(Beginning of Dataset entries)

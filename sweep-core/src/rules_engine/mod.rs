mod engine;
pub mod rules;

pub use engine::{classify, verdict};
pub use rules::CipherRules;
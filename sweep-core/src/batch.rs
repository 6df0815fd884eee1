use std::fs;
use std::path::Path;

use futures::stream::{self, StreamExt};

use crate::cancel::CancelToken;
use crate::error::{ScanError, SkipReason};
use crate::nmap::Scanner;
use crate::parser::{extract_ciphers, extract_legacy_protocol_flags};
use crate::report::build_row;
use crate::rules_engine::{classify, CipherRules};
use crate::types::{now_unix_ms, HostReport, ScanReport, SkippedHost};

#[derive(Debug, Clone)]
pub struct BatchOptions {
  pub workers: usize,
  pub cancel: CancelToken,
}

impl Default for BatchOptions {
  fn default() -> Self {
    Self {
      workers: 1,
      cancel: CancelToken::never(),
    }
  }
}

/// Progress notifications, in completion order.
#[derive(Debug)]
pub enum BatchEvent<'a> {
  Started { host: &'a str, port: u16 },
  Finished { report: &'a HostReport },
  Skipped { host: &'a str, reason: &'a SkipReason },
}

pub async fn scan_host<S>(
  scanner: &S,
  rules: &CipherRules,
  host: &str,
  port: u16,
) -> Result<HostReport, SkipReason>
where
  S: Scanner + ?Sized,
{
  let raw = scanner.scan(host, port).await?;
  if raw.trim().is_empty() {
    return Err(SkipReason::EmptyOutput);
  }

  let ciphers = extract_ciphers(&raw);
  let legacy = extract_legacy_protocol_flags(&raw);
  if ciphers.is_empty() {
    return Err(SkipReason::NoCiphers);
  }

  let classified = classify(rules, &ciphers);
  tracing::info!(
    host = %host,
    port,
    strong = classified.strong.len(),
    weak = classified.weak.len(),
    unknown = classified.unknown.len(),
    tls1_0 = legacy.tls1_0,
    tls1_1 = legacy.tls1_1,
    "host classified"
  );
  Ok(build_row(host, legacy, classified))
}

pub fn read_host_list(path: &Path) -> std::io::Result<Vec<String>> {
  let raw = fs::read_to_string(path)?;
  Ok(parse_host_list(&raw))
}

/// One host per line. Surrounding whitespace is trimmed; blank lines and
/// `#` comments are ignored.
pub fn parse_host_list(raw: &str) -> Vec<String> {
  raw
    .lines()
    .map(str::trim)
    .filter(|l| !l.is_empty() && !l.starts_with('#'))
    .map(str::to_string)
    .collect()
}

/// Scans every host, at most `opts.workers` at a time. A host that fails is
/// recorded in `skipped`; it never stops the others. Rows keep input order.
pub async fn scan_hosts<S>(
  scanner: &S,
  rules: &CipherRules,
  hosts: &[String],
  port: u16,
  opts: &BatchOptions,
  on_event: &(dyn Fn(&BatchEvent<'_>) + Sync),
) -> ScanReport
where
  S: Scanner + ?Sized,
{
  let mut report = ScanReport::new(port);
  let workers = opts.workers.clamp(1, hosts.len().max(1));
  tracing::info!(
    scan_id = %report.scan_id,
    hosts = hosts.len(),
    port,
    workers,
    "batch started"
  );

  let outcomes: Vec<(&String, Result<HostReport, SkipReason>)> = stream::iter(hosts)
    .map(move |host| async move {
      let outcome = if opts.cancel.is_cancelled() {
        Err(SkipReason::Scan(ScanError::Cancelled))
      } else {
        on_event(&BatchEvent::Started { host, port });
        match scan_host(scanner, rules, host, port).await {
          // A failure while the run is being torn down is the cancellation itself.
          Err(_) if opts.cancel.is_cancelled() => Err(SkipReason::Scan(ScanError::Cancelled)),
          other => other,
        }
      };
      match &outcome {
        Ok(row) => on_event(&BatchEvent::Finished { report: row }),
        Err(reason) => {
          if !reason.is_cancelled() {
            tracing::info!(host = %host, port, reason = %reason, "host skipped");
          }
          on_event(&BatchEvent::Skipped { host, reason });
        }
      }
      (host, outcome)
    })
    .buffered(workers)
    .collect()
    .await;

  for (host, outcome) in outcomes {
    match outcome {
      Ok(row) => report.rows.push(row),
      Err(reason) => report.skipped.push(SkippedHost {
        host: host.clone(),
        reason,
      }),
    }
  }

  report.finished_at_unix_ms = now_unix_ms();
  tracing::info!(
    scan_id = %report.scan_id,
    rows = report.rows.len(),
    skipped = report.skipped.len(),
    elapsed_ms = report.elapsed_ms(),
    "batch finished"
  );
  report
}
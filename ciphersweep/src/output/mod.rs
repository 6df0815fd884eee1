mod banner;
pub mod csv;
pub mod table;

pub use banner::print_banner;
pub use self::csv::{strip_ansi, write_csv, write_csv_to};
pub use self::table::{print_table, render_table};

use console::style;
use sweep_core::BatchEvent;

pub fn print_event(event: &BatchEvent<'_>) {
  match event {
    BatchEvent::Started { host, port } => println!("Scanning {host}:{port}..."),
    BatchEvent::Finished { .. } => {}
    BatchEvent::Skipped { reason, .. } if reason.is_cancelled() => {}
    BatchEvent::Skipped { host, reason } => {
      eprintln!("  {} {host}: {reason}", style("skipped").yellow().bold());
    }
  }
}

pub fn print_warning(message: &str) {
  eprintln!("{} {message}", style("Warning:").yellow().bold());
}
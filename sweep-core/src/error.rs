use std::path::PathBuf;
use std::time::Duration;

use thiserror::Error;

/// Failure of a single scanner invocation. Always host-local: the batch skips
/// the host and carries on.
#[derive(Debug, Error)]
pub enum ScanError {
  #[error("failed to start `{binary}`: {source}")]
  Spawn {
    binary: String,
    #[source]
    source: std::io::Error,
  },

  #[error("failed waiting for scanner: {0}")]
  Wait(#[source] std::io::Error),

  #[error("scanner exited with {status}: {stderr}")]
  Exit { status: String, stderr: String },

  #[error("scan timed out after {}s", .after.as_secs())]
  Timeout { after: Duration },

  #[error("scan cancelled")]
  Cancelled,
}

/// Why a host produced no report row.
#[derive(Debug, Error)]
pub enum SkipReason {
  #[error(transparent)]
  Scan(#[from] ScanError),

  #[error("scanner returned no output")]
  EmptyOutput,

  #[error("no ciphers found")]
  NoCiphers,
}

impl SkipReason {
  pub fn is_cancelled(&self) -> bool {
    matches!(self, SkipReason::Scan(ScanError::Cancelled))
  }
}

#[derive(Debug, Error)]
pub enum RulesError {
  #[error("cannot read cipher list {}: {source}", .path.display())]
  Read {
    path: PathBuf,
    #[source]
    source: std::io::Error,
  },

  #[error("invalid cipher list {}: {source}", .path.display())]
  Parse {
    path: PathBuf,
    #[source]
    source: serde_json::Error,
  },
}

#[derive(Debug, Error)]
pub enum ConfigError {
  #[error("cannot read config {}: {source}", .path.display())]
  Read {
    path: PathBuf,
    #[source]
    source: std::io::Error,
  },

  #[error("invalid config {}: {source}", .path.display())]
  Parse {
    path: PathBuf,
    #[source]
    source: toml::de::Error,
  },
}
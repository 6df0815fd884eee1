use crate::rules_engine::rules::CipherRules;
use crate::types::{ClassifiedCiphers, Verdict};

// Strong is checked first: a suite matching both lists is strong.
pub fn verdict(rules: &CipherRules, cipher: &str) -> Verdict {
  if rules.is_strong(cipher) {
    Verdict::Strong
  } else if rules.is_weak(cipher) {
    Verdict::Weak
  } else {
    Verdict::Unknown
  }
}

pub fn classify(rules: &CipherRules, ciphers: &[String]) -> ClassifiedCiphers {
  let mut out = ClassifiedCiphers::default();
  for cipher in ciphers {
    out.push(verdict(rules, cipher), cipher.clone());
  }
  out
}

#[cfg(test)]
mod tests {
  use super::*;

  fn rules() -> CipherRules {
    CipherRules::new(["AES_256_GCM", "CHACHA20"], ["RC4", "3DES", "CBC"])
  }

  fn names(v: &[&str]) -> Vec<String> {
    v.iter().map(|s| s.to_string()).collect()
  }

  #[test]
  fn weak_only_match_is_weak() {
    let out = classify(&rules(), &names(&["TLS_RSA_WITH_RC4_128_SHA"]));
    assert_eq!(out.weak, names(&["TLS_RSA_WITH_RC4_128_SHA"]));
    assert!(out.strong.is_empty());
    assert!(out.unknown.is_empty());
  }

  #[test]
  fn ake_suites_are_strong_even_with_empty_rules() {
    let out = classify(
      &CipherRules::default(),
      &names(&["TLS_AKE_WITH_AES_128_GCM_SHA256", "TLS_RSA_WITH_RC4_128_SHA"]),
    );
    assert_eq!(out.strong, names(&["TLS_AKE_WITH_AES_128_GCM_SHA256"]));
    assert_eq!(out.unknown, names(&["TLS_RSA_WITH_RC4_128_SHA"]));
  }

  #[test]
  fn overlap_goes_to_strong_once() {
    let out = classify(&rules(), &names(&["TLS_ECDHE_RSA_WITH_AES_256_CBC_SHA384_AES_256_GCM"]));
    assert_eq!(out.strong.len(), 1);
    assert!(out.weak.is_empty());
    assert_eq!(verdict(&rules(), "TLS_X_AES_256_GCM_CBC"), Verdict::Strong);
  }

  #[test]
  fn partition_keeps_every_input_and_its_order() {
    let input = names(&[
      "TLS_RSA_WITH_3DES_EDE_CBC_SHA",
      "TLS_AES_256_GCM_SHA384",
      "TLS_FOO_BAR_SHA",
      "TLS_RSA_WITH_RC4_128_SHA",
      "TLS_CHACHA20_POLY1305_SHA256",
      "TLS_FOO_BAR_SHA",
      "TLS_RSA_WITH_RC4_128_MD5",
    ]);
    let out = classify(&rules(), &input);

    assert_eq!(out.len(), input.len());
    assert_eq!(
      out.strong,
      names(&["TLS_AES_256_GCM_SHA384", "TLS_CHACHA20_POLY1305_SHA256"])
    );
    assert_eq!(
      out.weak,
      names(&[
        "TLS_RSA_WITH_3DES_EDE_CBC_SHA",
        "TLS_RSA_WITH_RC4_128_SHA",
        "TLS_RSA_WITH_RC4_128_MD5",
      ])
    );
    assert_eq!(out.unknown, names(&["TLS_FOO_BAR_SHA", "TLS_FOO_BAR_SHA"]));

    let mut all: Vec<String> = out
      .strong
      .iter()
      .chain(&out.weak)
      .chain(&out.unknown)
      .cloned()
      .collect();
    let mut expected = input.clone();
    all.sort();
    expected.sort();
    assert_eq!(all, expected);
  }

  #[test]
  fn empty_input_gives_empty_partitions() {
    let out = classify(&rules(), &[]);
    assert!(out.is_empty());
  }
}
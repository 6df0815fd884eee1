use std::process::{Output, Stdio};
use std::time::{Duration, Instant};

use async_trait::async_trait;
use tokio::process::Command;

use crate::cancel::CancelToken;
use crate::error::ScanError;

pub const DEFAULT_BINARY: &str = "nmap";
pub const SCRIPT: &str = "ssl-enum-ciphers";

/// Anything that can produce an nmap-style cipher listing for `host:port`.
#[async_trait]
pub trait Scanner: Send + Sync {
  async fn scan(&self, host: &str, port: u16) -> Result<String, ScanError>;
}

#[derive(Debug, Clone)]
pub struct NmapScanner {
  binary: String,
  timeout: Option<Duration>,
  cancel: CancelToken,
}

impl Default for NmapScanner {
  fn default() -> Self {
    Self::new(DEFAULT_BINARY)
  }
}

impl NmapScanner {
  pub fn new(binary: impl Into<String>) -> Self {
    Self {
      binary: binary.into(),
      timeout: None,
      cancel: CancelToken::never(),
    }
  }

  /// `None` lets a scan run for as long as nmap takes.
  pub fn with_timeout(mut self, timeout: Option<Duration>) -> Self {
    self.timeout = timeout;
    self
  }

  pub fn with_cancel(mut self, cancel: CancelToken) -> Self {
    self.cancel = cancel;
    self
  }

  pub fn binary(&self) -> &str {
    &self.binary
  }

  pub fn command_args(host: &str, port: u16) -> Vec<String> {
    vec![
      "-p".to_string(),
      port.to_string(),
      "--script".to_string(),
      SCRIPT.to_string(),
      host.to_string(),
    ]
  }

  pub async fn is_available(&self) -> bool {
    Command::new(&self.binary)
      .arg("--version")
      .stdin(Stdio::null())
      .stdout(Stdio::null())
      .stderr(Stdio::null())
      .kill_on_drop(true)
      .status()
      .await
      .map(|s| s.success())
      .unwrap_or(false)
  }

  // Dropping the returned future kills the child.
  async fn run(&self, host: &str, port: u16) -> Result<Output, ScanError> {
    let child = Command::new(&self.binary)
      .args(Self::command_args(host, port))
      .stdin(Stdio::null())
      .stdout(Stdio::piped())
      .stderr(Stdio::piped())
      .kill_on_drop(true)
      .spawn()
      .map_err(|source| ScanError::Spawn {
        binary: self.binary.clone(),
        source,
      })?;

    match self.timeout {
      Some(limit) => match tokio::time::timeout(limit, child.wait_with_output()).await {
        Ok(output) => output.map_err(ScanError::Wait),
        Err(_) => {
          tracing::info!(host = %host, port, timeout_s = limit.as_secs(), "scan timed out");
          Err(ScanError::Timeout { after: limit })
        }
      },
      None => child.wait_with_output().await.map_err(ScanError::Wait),
    }
  }
}

#[async_trait]
impl Scanner for NmapScanner {
  async fn scan(&self, host: &str, port: u16) -> Result<String, ScanError> {
    if self.cancel.is_cancelled() {
      return Err(ScanError::Cancelled);
    }

    tracing::debug!(binary = %self.binary, host = %host, port, "spawning scanner");
    let started = Instant::now();
    let output = tokio::select! {
      output = self.run(host, port) => output,
      _ = self.cancel.cancelled() => {
        tracing::info!(host = %host, port, "scan cancelled");
        return Err(ScanError::Cancelled);
      }
    };

    // Ctrl-C in a terminal reaches nmap too, and it often exits before the
    // flag is observed. Whatever it reported, the run was cancelled.
    if self.cancel.is_cancelled() {
      tracing::info!(host = %host, port, "scan cancelled");
      return Err(ScanError::Cancelled);
    }

    let output = output?;
    if !output.status.success() {
      return Err(ScanError::Exit {
        status: output.status.to_string(),
        stderr: String::from_utf8_lossy(&output.stderr).trim().to_string(),
      });
    }

    let stdout = String::from_utf8_lossy(&output.stdout).into_owned();
    tracing::debug!(
      host = %host,
      port,
      bytes = stdout.len(),
      elapsed_ms = started.elapsed().as_millis() as u64,
      "scanner finished"
    );
    Ok(stdout)
  }
}

#[cfg(test)]
mod tests {
  use super::*;

  #[test]
  fn builds_ssl_enum_ciphers_invocation() {
    assert_eq!(
      NmapScanner::command_args("example.com", 8443),
      vec!["-p", "8443", "--script", "ssl-enum-ciphers", "example.com"]
    );
  }

  #[tokio::test]
  async fn missing_binary_is_a_spawn_error() {
    let scanner = NmapScanner::new("/nonexistent/ciphersweep-nmap");
    let err = scanner.scan("example.com", 443).await.unwrap_err();
    assert!(matches!(err, ScanError::Spawn { .. }));
    assert!(!scanner.is_available().await);
  }

  #[tokio::test]
  async fn pre_cancelled_scan_never_spawns() {
    let (handle, token) = CancelToken::new();
    handle.cancel();
    let scanner = NmapScanner::new("/nonexistent/ciphersweep-nmap").with_cancel(token);
    assert!(matches!(
      scanner.scan("example.com", 443).await,
      Err(ScanError::Cancelled)
    ));
  }

  // Script-backed cases share one test so their writes and spawns stay sequential.
  #[cfg(unix)]
  #[tokio::test]
  async fn scripted_scanner_outcomes() {
    use std::os::unix::fs::PermissionsExt;

    let dir = tempfile::tempdir().unwrap();
    let script = |name: &str, body: &str| {
      let path = dir.path().join(name);
      std::fs::write(&path, format!("#!/bin/sh\n{body}\n")).unwrap();
      std::fs::set_permissions(&path, std::fs::Permissions::from_mode(0o755)).unwrap();
      path.to_string_lossy().into_owned()
    };

    let ok = script("ok.sh", "echo \"target=$5 port=$2\"; echo TLS_AES_128_GCM_SHA256");
    let out = NmapScanner::new(ok).scan("example.com", 443).await.unwrap();
    assert!(out.contains("target=example.com port=443"));
    assert!(out.contains("TLS_AES_128_GCM_SHA256"));

    let failing = script("fail.sh", "echo boom >&2; exit 3");
    match NmapScanner::new(failing).scan("example.com", 443).await {
      Err(ScanError::Exit { stderr, .. }) => assert_eq!(stderr, "boom"),
      other => panic!("expected exit error, got {other:?}"),
    }

    let slow = script("slow.sh", "sleep 5");
    let started = Instant::now();
    let err = NmapScanner::new(slow.clone())
      .with_timeout(Some(Duration::from_millis(200)))
      .scan("example.com", 443)
      .await
      .unwrap_err();
    assert!(matches!(err, ScanError::Timeout { .. }));
    assert!(started.elapsed() < Duration::from_secs(4));

    // Flag tripped while the child is still running.
    let (handle, token) = CancelToken::new();
    let scanner = NmapScanner::new(slow).with_cancel(token);
    let started = Instant::now();
    let trip = async {
      tokio::time::sleep(Duration::from_millis(200)).await;
      handle.cancel();
    };
    let (result, ()) = tokio::join!(scanner.scan("example.com", 443), trip);
    assert!(matches!(result, Err(ScanError::Cancelled)));
    assert!(started.elapsed() < Duration::from_secs(4));
  }
}
pub mod cli;
pub mod output;

use anyhow::Context;
use std::path::Path;
use std::time::Duration;

use sweep_core::batch::read_host_list;
use sweep_core::config::{self, Config};
use sweep_core::{logging, paths};
use sweep_core::{
  scan_hosts, BatchOptions, CancelToken, CipherRules, ConfigError, NmapScanner, RulesError,
};

pub use cli::Cli;

#[derive(Debug, Clone, Copy, PartialEq, Eq)]
pub enum Outcome {
  Success,
  NoResults,
  Cancelled,
  ConfigPrinted,
}

impl Outcome {
  pub fn code(self) -> u8 {
    match self {
      Outcome::Success | Outcome::ConfigPrinted => 0,
      Outcome::NoResults => 4,
      Outcome::Cancelled => 130,
    }
  }
}

/// Exit code for a run that failed outright: configuration problems get their
/// own code so scripts can tell them from I/O trouble.
pub fn error_code(err: &anyhow::Error) -> u8 {
  if err.downcast_ref::<RulesError>().is_some() || err.downcast_ref::<ConfigError>().is_some() {
    3
  } else {
    1
  }
}

pub async fn run(cli: Cli) -> anyhow::Result<Outcome> {
  if cli.no_color {
    console::set_colors_enabled(false);
    console::set_colors_enabled_stderr(false);
  }

  let base = paths::base_dir().context("resolve base directory")?;
  let config_path = cli
    .config
    .clone()
    .unwrap_or_else(|| paths::config_path(&base));
  let mut cfg = config::load_or_default(&config_path)?;
  cli.apply(&mut cfg);
  for reason in cfg.sanitize() {
    output::print_warning(&reason);
  }

  if cli.print_config {
    print!("{}", cfg.to_toml()?);
    return Ok(Outcome::ConfigPrinted);
  }

  init_logging(&cfg, &base)?;
  tracing::debug!(config = %config_path.display(), "configuration loaded");

  if !cli.no_banner {
    output::print_banner();
  }

  let rules = load_rules(&cfg, &base, cli.strict_rules)?;

  let (handle, cancel) = CancelToken::new();
  ctrlc::set_handler(move || handle.cancel()).context("install Ctrl-C handler")?;

  let timeout = match cfg.scan.timeout_seconds {
    0 => None,
    secs => Some(Duration::from_secs(secs)),
  };
  let scanner = NmapScanner::new(cfg.scan.nmap_path.clone())
    .with_timeout(timeout)
    .with_cancel(cancel.clone());
  if !scanner.is_available().await {
    anyhow::bail!(
      "`{}` is not installed or not runnable; install nmap or pass --nmap <PATH>",
      scanner.binary()
    );
  }

  let input = cli.input.as_deref().unwrap_or_default();
  let hosts = if cli.file {
    let path = Path::new(input);
    read_host_list(path).with_context(|| format!("read host list {}", path.display()))?
  } else {
    vec![input.trim().to_string()]
  };

  let opts = BatchOptions {
    workers: cfg.scan.workers,
    cancel,
  };
  let report = scan_hosts(
    &scanner,
    &rules,
    &hosts,
    cfg.scan.port,
    &opts,
    &output::print_event,
  )
  .await;

  if report.rows.is_empty() {
    println!("No results to display.");
    return Ok(if report.was_cancelled() {
      Outcome::Cancelled
    } else {
      Outcome::NoResults
    });
  }

  output::print_table(&report.rows, cfg.output.wrap_width);

  if let Some(path) = &cli.output {
    output::write_csv(path, &report.rows, cfg.output.wrap_width)
      .with_context(|| format!("write CSV {}", path.display()))?;
    println!("Results saved to {}", path.display());
  }

  if report.was_cancelled() {
    Ok(Outcome::Cancelled)
  } else {
    Ok(Outcome::Success)
  }
}

fn init_logging(cfg: &Config, base: &Path) -> anyhow::Result<()> {
  match &cfg.logging.dir {
    Some(dir) => {
      let dir = paths::resolve(base, dir);
      logging::init_file_and_stderr(&dir, &cfg.logging.level, cfg.logging.retention_days)
        .with_context(|| format!("initialize logging in {}", dir.display()))
    }
    None => logging::init_stderr(&cfg.logging.level).context("initialize logging"),
  }
}

pub fn load_rules(cfg: &Config, base: &Path, strict: bool) -> anyhow::Result<CipherRules> {
  let (strong, weak) = cfg.rule_paths(base);
  let (strong, weak) = (strong.as_deref(), weak.as_deref());
  if strict {
    return Ok(CipherRules::load(strong, weak)?);
  }

  let (rules, errors) = CipherRules::load_lenient(strong, weak);
  for e in &errors {
    output::print_warning(&e.to_string());
  }
  if rules.is_empty() {
    output::print_warning("no cipher rules loaded; every cipher except TLS 1.3 suites will be listed as unknown");
  }
  Ok(rules)
}

#[cfg(test)]
mod tests {
  use super::*;

  #[test]
  fn rule_errors_map_to_config_exit_code() {
    let err = anyhow::Error::new(RulesError::Read {
      path: "strong.json".into(),
      source: std::io::Error::new(std::io::ErrorKind::NotFound, "gone"),
    })
    .context("load rules");
    assert_eq!(error_code(&err), 3);
    assert_eq!(error_code(&anyhow::anyhow!("disk full")), 1);
  }

  #[test]
  fn strict_rules_fail_and_lenient_rules_degrade() {
    let dir = tempfile::tempdir().unwrap();
    let mut cfg = Config::default();
    cfg.rules.strong_file = Some("missing-strong.json".into());
    cfg.rules.weak_file = Some("missing-weak.json".into());

    assert!(load_rules(&cfg, dir.path(), true).is_err());
    let rules = load_rules(&cfg, dir.path(), false).unwrap();
    assert!(rules.is_empty());
  }

  #[test]
  fn default_rules_do_not_depend_on_base_dir() {
    let dir = tempfile::tempdir().unwrap();
    let rules = load_rules(&Config::default(), dir.path(), true).unwrap();
    assert!(rules.is_weak("TLS_RSA_WITH_RC4_128_SHA"));
    assert!(rules.is_strong("TLS_ECDHE_RSA_WITH_AES_256_GCM_SHA384"));
  }
}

(End of Dataset entries)

Lines with the word "workers" in them should be copied from the preceding records.

• _Completed task_
  pub workers: usize,
      workers: 1,
/// Scans every host, at most `opts.workers` at a time. A host that fails is
  let workers = opts.workers.clamp(1, hosts.len().max(1));
    workers,
    .buffered(workers)
    workers: cfg.scan.workers,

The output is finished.